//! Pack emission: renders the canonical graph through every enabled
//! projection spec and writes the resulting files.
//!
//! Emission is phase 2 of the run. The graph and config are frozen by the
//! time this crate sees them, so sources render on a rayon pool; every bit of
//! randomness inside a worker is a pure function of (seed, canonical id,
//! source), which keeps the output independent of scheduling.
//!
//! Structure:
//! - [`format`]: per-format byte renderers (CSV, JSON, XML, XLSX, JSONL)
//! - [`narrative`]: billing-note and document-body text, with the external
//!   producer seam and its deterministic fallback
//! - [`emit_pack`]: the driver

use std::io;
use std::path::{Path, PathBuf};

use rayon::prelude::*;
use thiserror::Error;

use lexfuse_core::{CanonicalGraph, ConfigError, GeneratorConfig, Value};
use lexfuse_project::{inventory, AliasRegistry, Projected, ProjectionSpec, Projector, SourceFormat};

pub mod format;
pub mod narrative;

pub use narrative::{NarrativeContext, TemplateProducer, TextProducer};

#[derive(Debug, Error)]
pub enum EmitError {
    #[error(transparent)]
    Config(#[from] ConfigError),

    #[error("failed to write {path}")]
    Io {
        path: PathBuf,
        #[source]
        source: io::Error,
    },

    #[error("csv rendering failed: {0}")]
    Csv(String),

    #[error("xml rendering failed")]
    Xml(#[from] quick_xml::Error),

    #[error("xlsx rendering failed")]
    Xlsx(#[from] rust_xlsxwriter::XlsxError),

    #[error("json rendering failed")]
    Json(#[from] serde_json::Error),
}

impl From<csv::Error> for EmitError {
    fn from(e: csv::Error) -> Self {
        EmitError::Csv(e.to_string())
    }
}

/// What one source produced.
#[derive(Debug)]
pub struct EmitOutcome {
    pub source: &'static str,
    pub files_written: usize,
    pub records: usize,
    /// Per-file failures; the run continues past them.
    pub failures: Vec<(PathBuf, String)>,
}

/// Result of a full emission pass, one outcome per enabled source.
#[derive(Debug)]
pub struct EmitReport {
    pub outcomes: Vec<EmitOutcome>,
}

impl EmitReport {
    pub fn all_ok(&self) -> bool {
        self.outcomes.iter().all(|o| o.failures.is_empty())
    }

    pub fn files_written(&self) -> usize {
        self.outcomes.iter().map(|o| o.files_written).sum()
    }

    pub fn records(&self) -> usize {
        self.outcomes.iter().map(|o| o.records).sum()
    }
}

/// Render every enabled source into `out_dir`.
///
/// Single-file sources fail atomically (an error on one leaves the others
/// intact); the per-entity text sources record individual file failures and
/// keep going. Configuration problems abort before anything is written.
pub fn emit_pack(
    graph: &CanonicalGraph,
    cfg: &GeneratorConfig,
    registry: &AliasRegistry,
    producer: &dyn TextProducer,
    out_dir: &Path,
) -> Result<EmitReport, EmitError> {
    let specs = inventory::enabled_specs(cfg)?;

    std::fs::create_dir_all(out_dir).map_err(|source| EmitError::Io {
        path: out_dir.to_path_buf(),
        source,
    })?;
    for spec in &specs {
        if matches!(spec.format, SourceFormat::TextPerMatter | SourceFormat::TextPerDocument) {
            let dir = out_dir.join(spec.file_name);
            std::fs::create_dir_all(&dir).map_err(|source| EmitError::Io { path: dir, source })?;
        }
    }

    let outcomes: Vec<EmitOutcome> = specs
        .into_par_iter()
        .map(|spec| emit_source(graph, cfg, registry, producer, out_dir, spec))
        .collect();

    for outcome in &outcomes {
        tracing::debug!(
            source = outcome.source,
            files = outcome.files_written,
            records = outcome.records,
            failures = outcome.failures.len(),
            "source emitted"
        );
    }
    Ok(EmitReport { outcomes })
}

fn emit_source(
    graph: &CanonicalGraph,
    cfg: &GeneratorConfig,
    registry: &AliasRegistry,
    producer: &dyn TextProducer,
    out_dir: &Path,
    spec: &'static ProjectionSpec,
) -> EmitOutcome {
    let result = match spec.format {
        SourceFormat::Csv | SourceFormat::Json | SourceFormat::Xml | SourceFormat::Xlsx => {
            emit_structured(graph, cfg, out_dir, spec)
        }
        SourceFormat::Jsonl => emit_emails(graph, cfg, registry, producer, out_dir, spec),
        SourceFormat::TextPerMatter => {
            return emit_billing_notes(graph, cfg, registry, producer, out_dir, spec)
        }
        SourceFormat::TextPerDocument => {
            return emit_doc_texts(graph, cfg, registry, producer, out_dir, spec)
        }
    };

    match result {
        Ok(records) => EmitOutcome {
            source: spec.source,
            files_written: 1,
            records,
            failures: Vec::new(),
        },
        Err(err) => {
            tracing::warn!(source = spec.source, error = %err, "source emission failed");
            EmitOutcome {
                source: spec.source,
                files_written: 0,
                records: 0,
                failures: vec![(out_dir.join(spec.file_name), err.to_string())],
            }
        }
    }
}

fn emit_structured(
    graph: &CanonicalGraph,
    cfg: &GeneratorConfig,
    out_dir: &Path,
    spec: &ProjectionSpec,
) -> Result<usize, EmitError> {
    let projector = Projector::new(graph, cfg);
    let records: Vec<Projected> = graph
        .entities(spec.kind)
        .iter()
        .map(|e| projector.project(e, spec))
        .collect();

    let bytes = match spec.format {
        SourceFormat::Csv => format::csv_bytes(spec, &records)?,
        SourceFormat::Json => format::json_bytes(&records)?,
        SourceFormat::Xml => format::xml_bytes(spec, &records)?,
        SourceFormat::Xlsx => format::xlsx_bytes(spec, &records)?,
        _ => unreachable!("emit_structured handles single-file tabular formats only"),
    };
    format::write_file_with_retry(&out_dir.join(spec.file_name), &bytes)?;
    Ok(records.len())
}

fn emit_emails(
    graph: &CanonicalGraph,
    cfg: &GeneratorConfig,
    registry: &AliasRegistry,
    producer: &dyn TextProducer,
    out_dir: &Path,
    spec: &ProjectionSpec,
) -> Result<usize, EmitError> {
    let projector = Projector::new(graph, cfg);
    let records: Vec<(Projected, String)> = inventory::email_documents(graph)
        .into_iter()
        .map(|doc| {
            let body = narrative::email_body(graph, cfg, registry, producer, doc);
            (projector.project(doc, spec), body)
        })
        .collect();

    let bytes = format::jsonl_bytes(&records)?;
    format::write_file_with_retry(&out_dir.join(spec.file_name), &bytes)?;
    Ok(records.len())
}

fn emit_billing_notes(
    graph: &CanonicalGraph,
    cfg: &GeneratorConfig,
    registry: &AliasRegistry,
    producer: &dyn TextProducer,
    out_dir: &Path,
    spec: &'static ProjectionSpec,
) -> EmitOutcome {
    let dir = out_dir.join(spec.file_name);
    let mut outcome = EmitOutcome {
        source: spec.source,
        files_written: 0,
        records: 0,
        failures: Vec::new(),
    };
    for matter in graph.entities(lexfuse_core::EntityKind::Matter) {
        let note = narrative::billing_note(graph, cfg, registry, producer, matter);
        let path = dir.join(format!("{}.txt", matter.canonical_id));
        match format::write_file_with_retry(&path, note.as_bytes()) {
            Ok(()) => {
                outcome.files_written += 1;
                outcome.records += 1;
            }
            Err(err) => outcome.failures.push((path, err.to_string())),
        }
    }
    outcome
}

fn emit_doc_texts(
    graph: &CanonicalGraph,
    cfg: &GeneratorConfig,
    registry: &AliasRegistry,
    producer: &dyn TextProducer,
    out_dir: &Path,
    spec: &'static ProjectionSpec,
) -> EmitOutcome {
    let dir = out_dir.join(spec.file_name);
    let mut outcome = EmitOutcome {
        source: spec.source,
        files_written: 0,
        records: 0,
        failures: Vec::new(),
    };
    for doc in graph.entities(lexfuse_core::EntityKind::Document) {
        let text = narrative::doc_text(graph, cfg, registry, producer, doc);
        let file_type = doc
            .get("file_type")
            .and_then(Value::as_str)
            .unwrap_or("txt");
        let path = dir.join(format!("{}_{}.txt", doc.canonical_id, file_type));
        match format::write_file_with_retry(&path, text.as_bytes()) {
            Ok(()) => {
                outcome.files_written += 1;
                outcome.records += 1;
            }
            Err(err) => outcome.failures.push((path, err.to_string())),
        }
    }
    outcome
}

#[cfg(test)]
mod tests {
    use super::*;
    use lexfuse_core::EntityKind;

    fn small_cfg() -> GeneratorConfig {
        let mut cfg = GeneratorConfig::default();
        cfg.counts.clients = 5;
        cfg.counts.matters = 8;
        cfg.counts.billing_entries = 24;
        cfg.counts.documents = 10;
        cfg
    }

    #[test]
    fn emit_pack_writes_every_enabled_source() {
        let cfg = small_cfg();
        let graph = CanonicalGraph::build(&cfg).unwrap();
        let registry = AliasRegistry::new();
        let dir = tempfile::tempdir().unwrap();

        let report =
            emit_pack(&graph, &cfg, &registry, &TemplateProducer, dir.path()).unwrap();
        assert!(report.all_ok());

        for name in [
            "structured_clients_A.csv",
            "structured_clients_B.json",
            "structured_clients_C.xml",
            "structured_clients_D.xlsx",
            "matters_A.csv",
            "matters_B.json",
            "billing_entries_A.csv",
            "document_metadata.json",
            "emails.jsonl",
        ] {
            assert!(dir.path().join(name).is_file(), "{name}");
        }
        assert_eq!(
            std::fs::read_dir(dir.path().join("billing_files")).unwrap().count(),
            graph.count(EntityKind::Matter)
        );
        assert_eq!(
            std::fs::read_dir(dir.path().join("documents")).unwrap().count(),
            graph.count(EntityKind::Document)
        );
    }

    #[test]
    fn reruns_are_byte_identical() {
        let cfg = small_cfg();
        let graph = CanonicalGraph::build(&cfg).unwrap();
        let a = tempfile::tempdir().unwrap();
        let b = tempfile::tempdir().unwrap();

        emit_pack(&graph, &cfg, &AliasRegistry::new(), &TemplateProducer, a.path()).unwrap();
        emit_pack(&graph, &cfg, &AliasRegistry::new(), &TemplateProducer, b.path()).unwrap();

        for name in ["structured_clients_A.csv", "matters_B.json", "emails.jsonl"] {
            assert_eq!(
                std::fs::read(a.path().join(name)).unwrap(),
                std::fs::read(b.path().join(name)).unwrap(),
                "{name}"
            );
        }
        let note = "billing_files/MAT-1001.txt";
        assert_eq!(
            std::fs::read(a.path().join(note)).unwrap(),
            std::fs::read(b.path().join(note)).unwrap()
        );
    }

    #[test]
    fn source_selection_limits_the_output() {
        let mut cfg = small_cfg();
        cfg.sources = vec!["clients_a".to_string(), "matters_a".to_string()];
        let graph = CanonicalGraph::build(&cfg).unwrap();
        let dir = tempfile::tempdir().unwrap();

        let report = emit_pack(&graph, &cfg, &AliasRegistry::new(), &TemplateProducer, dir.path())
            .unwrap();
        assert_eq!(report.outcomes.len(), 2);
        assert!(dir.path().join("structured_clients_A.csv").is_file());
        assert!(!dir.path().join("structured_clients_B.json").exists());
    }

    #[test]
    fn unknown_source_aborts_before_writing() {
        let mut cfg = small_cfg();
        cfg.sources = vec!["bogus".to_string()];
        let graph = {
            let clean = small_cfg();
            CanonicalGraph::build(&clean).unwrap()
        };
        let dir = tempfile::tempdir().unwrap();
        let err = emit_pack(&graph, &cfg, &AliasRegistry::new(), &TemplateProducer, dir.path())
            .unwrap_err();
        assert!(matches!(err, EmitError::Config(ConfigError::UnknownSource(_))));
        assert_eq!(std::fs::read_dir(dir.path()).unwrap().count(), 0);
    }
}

Exercise – Go through the records from the first line and copy each one exactly, ending after the line that contains "use thiserror::Error;". Give nothing else.

Exercise response –
//! Pack emission: renders the canonical graph through every enabled
//! projection spec and writes the resulting files.
//!
//! Emission is phase 2 of the run. The graph and config are frozen by the
//! time this crate sees them, so sources render on a rayon pool; every bit of
//! randomness inside a worker is a pure function of (seed, canonical id,
//! source), which keeps the output independent of scheduling.
//!
//! Structure:
//! - [`format`]: per-format byte renderers (CSV, JSON, XML, XLSX, JSONL)
//! - [`narrative`]: billing-note and document-body text, with the external
//!   producer seam and its deterministic fallback
//! - [`emit_pack`]: the driver

use std::io;
use std::path::{Path, PathBuf};

use rayon::prelude::*;
use thiserror::Error;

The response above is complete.